(Records from a dataset)
*-*-*
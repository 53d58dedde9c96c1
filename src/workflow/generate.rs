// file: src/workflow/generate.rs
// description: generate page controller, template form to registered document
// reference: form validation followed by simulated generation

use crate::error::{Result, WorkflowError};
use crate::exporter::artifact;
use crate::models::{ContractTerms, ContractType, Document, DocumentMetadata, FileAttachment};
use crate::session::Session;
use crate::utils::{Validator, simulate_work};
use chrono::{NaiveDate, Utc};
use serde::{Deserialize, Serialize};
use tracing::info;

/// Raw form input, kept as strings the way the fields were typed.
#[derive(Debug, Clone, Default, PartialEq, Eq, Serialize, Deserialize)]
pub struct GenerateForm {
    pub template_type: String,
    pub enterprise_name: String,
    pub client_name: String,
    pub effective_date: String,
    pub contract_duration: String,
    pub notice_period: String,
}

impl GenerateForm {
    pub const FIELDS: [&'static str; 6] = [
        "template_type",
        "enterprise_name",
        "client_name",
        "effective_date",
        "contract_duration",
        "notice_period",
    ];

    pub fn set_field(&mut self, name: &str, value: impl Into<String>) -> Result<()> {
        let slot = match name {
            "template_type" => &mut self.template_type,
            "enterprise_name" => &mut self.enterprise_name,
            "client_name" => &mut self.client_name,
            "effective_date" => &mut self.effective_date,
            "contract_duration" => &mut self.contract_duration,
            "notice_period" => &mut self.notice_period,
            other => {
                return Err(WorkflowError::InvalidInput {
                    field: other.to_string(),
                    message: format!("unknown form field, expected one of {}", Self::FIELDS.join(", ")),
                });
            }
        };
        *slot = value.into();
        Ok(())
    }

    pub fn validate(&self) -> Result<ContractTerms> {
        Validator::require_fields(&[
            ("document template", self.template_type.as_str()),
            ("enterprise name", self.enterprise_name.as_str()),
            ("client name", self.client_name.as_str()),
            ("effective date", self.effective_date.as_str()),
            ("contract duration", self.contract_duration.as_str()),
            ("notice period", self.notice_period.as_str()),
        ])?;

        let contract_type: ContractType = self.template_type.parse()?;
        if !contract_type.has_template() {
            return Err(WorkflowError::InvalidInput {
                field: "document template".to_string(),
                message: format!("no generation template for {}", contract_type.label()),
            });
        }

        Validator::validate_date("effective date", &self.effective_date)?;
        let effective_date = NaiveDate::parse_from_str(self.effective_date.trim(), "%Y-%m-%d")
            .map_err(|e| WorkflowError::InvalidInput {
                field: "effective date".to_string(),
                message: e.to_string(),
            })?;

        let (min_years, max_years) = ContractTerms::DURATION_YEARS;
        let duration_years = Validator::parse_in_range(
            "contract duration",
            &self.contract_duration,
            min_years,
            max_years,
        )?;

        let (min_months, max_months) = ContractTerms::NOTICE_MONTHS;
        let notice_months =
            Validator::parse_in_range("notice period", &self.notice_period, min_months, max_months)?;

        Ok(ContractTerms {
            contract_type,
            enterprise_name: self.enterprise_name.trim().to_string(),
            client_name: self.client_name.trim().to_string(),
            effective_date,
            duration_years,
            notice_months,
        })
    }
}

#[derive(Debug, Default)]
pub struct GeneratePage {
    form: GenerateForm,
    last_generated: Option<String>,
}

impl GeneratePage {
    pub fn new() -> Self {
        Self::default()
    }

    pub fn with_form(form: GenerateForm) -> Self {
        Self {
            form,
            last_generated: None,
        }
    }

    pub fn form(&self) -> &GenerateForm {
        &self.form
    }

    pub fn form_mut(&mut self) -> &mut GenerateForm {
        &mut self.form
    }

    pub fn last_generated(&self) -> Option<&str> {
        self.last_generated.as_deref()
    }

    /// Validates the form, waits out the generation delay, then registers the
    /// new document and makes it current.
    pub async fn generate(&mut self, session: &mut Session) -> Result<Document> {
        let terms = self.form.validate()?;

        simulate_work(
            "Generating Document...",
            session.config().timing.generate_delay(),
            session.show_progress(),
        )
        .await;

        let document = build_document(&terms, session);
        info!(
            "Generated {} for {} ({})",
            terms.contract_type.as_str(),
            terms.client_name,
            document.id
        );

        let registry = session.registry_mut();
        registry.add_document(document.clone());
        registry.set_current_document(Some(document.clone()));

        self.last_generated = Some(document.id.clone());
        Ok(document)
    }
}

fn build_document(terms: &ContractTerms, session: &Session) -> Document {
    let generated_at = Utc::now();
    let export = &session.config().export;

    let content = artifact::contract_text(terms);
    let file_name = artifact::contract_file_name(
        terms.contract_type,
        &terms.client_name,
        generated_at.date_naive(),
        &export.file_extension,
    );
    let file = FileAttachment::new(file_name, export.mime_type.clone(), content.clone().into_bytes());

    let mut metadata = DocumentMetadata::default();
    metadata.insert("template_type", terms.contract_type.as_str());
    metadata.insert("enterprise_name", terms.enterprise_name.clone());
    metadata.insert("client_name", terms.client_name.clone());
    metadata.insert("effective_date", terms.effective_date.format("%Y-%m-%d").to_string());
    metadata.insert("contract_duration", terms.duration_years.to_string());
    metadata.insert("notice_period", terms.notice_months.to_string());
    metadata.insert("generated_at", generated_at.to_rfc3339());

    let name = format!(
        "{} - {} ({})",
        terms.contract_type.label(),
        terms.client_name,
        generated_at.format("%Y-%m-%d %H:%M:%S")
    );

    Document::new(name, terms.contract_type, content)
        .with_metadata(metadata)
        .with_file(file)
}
*-*-*
YOUR OBJECTIVE:
Identify every line above that includes the word "registry", and show those lines.

RESULT OF THIS EXERCISE:
        let registry = session.registry_mut();
        registry.add_document(document.clone());
        registry.set_current_document(Some(document.clone()));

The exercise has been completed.